How are official crime statistics processed?
What is the Crime Survey of England and Wales? What does it not include?
What is the dark figure of crime?
-Crime rate is collected by the number of crime per 1,000 individuals.
- Since the year 2015 the crime has increased. (particularly homicides)
-Official crime statistics are gathered by what is recorded by the police then what is processed by the CJS.
-The Crime survery of England & Wales is a large Home Office survey. Where people report crimes they have been victim of. But doesn’t include ‘victimless crimes’.
-The dark figure of crime: Many most crimes are not included in either measurement.
(2014) What of the prison population is black?
What population of the prison is white?
-13.2% of the prison population is black(they make up approx 3% of the population so overrepresented).
-73.8% of the prison population is white.(they make up 88.3% of the population so underrepresented).
Do the statistics present a clear picture? While minorities are likely to be stopped and searched who is more likely to be convicted?
What is the reason?
-NO.
-Whilst ethnic minorities are likley to be stopped and searched white people are more likely to be found guilty.
-Ethnic minorities are more likely to be wrongly arrested.
What should sociologists consider when reviewing statistics?
-Statistical patterns may be broadly accurate; therefore what factors could lead to that pattern?
-Statistical patterns may be inaccurate; therefore, what factors could cause this?
What theories can be used to explain high crime rates among ethnic minorities?
-Strain theory(link to education).
-Bonds of attachment and right realism(transient inner-communities)
-Marxist(overlap between ethnicity and social class)
-Labelling(negative labelling could cause self fulfilling prophecy).
-Left realist(social exclusion and relative deprivation).
1993 following Stephen Lawerence’s murder what did the Mcpherson report conclude about the Mertropolitan police?
What did the BBC documentary ‘the secret policeman’ conclude?
-1993 the Mcpherson report conclude the police is ‘institutionally racist’.
-The secret policeman bbc documentary concluded that there was institutional racism within manchester policing.
2014 how many blacks were stopped and searched compared to whites in the population? What can this explain?
What did Waddington et al argue about stop and search?
-2014, 65 blacks were stopped and searched(per 1000) compared to 15 whites.
-Some suggest this reflects institutional racism and could help explain patterns in police statistics.

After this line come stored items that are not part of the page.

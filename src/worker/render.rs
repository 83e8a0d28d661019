use serde_json::{Value, json};
use tracing::info;
use uuid::Uuid;

use super::execute::{RawChunk, strip_code_fence};
use super::{JobError, Outcome, Worker};
use crate::artifact::{FileType, PathContext, ResourceRecord, UploadContext};
use crate::recipe::OutputRule;
use crate::state_machine::{Job, RenderPayload};

impl Worker {
    /// Chunk texts of one contribution in turn order.
    pub(crate) async fn load_chunks(&self, root_contribution_id: Uuid) -> Result<Vec<String>, JobError> {
        let records = self.chunk_records(root_contribution_id)?;
        let mut texts = Vec::with_capacity(records.len());
        for record in &records {
            let bytes = self.files.download(record).await?;
            let chunk: RawChunk = serde_json::from_slice(&bytes).map_err(|e| {
                JobError::system(
                    "CORRUPT_CHUNK",
                    format!("{} is not a response chunk: {e}", record.object_key()),
                )
            })?;
            texts.push(chunk.content);
        }
        Ok(texts)
    }

    fn chunk_records(&self, root_contribution_id: Uuid) -> Result<Vec<ResourceRecord>, JobError> {
        Ok(self.store.read(|t| {
            t.contribution_chunks(root_contribution_id)
                .into_iter()
                .cloned()
                .collect()
        })?)
    }

    /// Stitch every chunk of the contribution into the final markdown document.
    pub(crate) async fn run_render(
        &self,
        job: &Job,
        payload: &RenderPayload,
    ) -> Result<Outcome, JobError> {
        let step = self.recipe_step(job, &payload.step_slug)?;
        let records = self.chunk_records(payload.root_contribution_id)?;
        let Some(first) = records.first() else {
            return Err(JobError::business(
                "MISSING_INPUTS",
                format!("contribution {} has no chunks", payload.root_contribution_id),
            ));
        };
        let relationships = first.document_relationships.clone();

        let body = self.load_chunks(payload.root_contribution_id).await?.concat();
        let markdown = render_markdown(&step.outputs_required, &body);

        let path = PathContext {
            project_id: payload.pass.project_id,
            session_id: job.session_id,
            iteration: job.iteration_number,
            stage: job.stage_slug,
            file_type: FileType::RenderedDocument,
            model_slug: payload.pass.model_id.clone(),
            attempt: job.attempt_count.saturating_sub(1),
            document_key: payload.document_key.clone(),
            source_group: Some(payload.pass.source_group),
            source_anchor_model_slug: payload.source_anchor_model_slug.clone(),
            turn_index: 0,
        };
        let mut upload = UploadContext::new(path, job.id, &payload.pass.model_id, markdown.into_bytes());
        upload.relationships = relationships;
        let record = self.files.upload_and_register(upload).await?;

        info!(
            job_id = %job.id,
            document = %payload.document_key,
            chunks = records.len(),
            path = %record.object_key(),
            "rendered document"
        );
        Ok(Outcome::Completed {
            results: json!({
                "resource_id": record.id,
                "file_name": record.file_name,
                "chunks": records.len(),
            }),
            children: Vec::new(),
        })
    }
}

/// Markdown for one document. A JSON object body becomes one section per
/// field listed in `context_for_documents` (every field when none are
/// listed); anything else is used as written.
pub fn render_markdown(output: &OutputRule, body: &str) -> String {
    let Ok(Value::Object(fields)) = serde_json::from_str::<Value>(strip_code_fence(body)) else {
        return body.to_string();
    };

    let mut out = format!("# {}\n", title_case(&output.document_key));
    let keys: Vec<&str> = match output.sections_for(&output.document_key) {
        Some(sections) => sections.iter().map(String::as_str).collect(),
        None => fields.keys().map(String::as_str).collect(),
    };
    for key in keys {
        let Some(value) = fields.get(key) else {
            continue;
        };
        out.push_str(&format!("\n## {}\n\n", title_case(key)));
        match value {
            Value::String(text) => out.push_str(text.trim_end()),
            Value::Array(items) => {
                let lines: Vec<String> = items
                    .iter()
                    .map(|item| match item {
                        Value::String(s) => format!("- {s}"),
                        other => format!("- {other}"),
                    })
                    .collect();
                out.push_str(&lines.join("\n"));
            }
            other => out.push_str(&format!(
                "```json\n{}\n```",
                serde_json::to_string_pretty(other).unwrap_or_else(|_| other.to_string())
            )),
        }
        out.push('\n');
    }
    out
}

fn title_case(key: &str) -> String {
    key.split('_')
        .filter(|w| !w.is_empty())
        .map(|w| {
            let mut chars = w.chars();
            match chars.next() {
                Some(first) => first.to_uppercase().chain(chars).collect(),
                None => String::new(),
            }
        })
        .collect::<Vec<String>>()
        .join(" ")
}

-Waddington et al argued that stop and search was in proption with the ‘available population’ (those in urban places ‘after dark’.)
What did Graham and Bowling find about rates of offending(1955) in self reported studies?
What is the limitations of victim surveys?
-Graham and Bowling found that blacks and whites had almost identical rates of offending, while Asians had much lower rates.
-Self reported studies rely on victims’ memory. White victime tend to ‘over identify’ blacks as offenders. They exclude under 16s, crimes by businesses, so tell us nothing about the ethnicity of corporate crimes.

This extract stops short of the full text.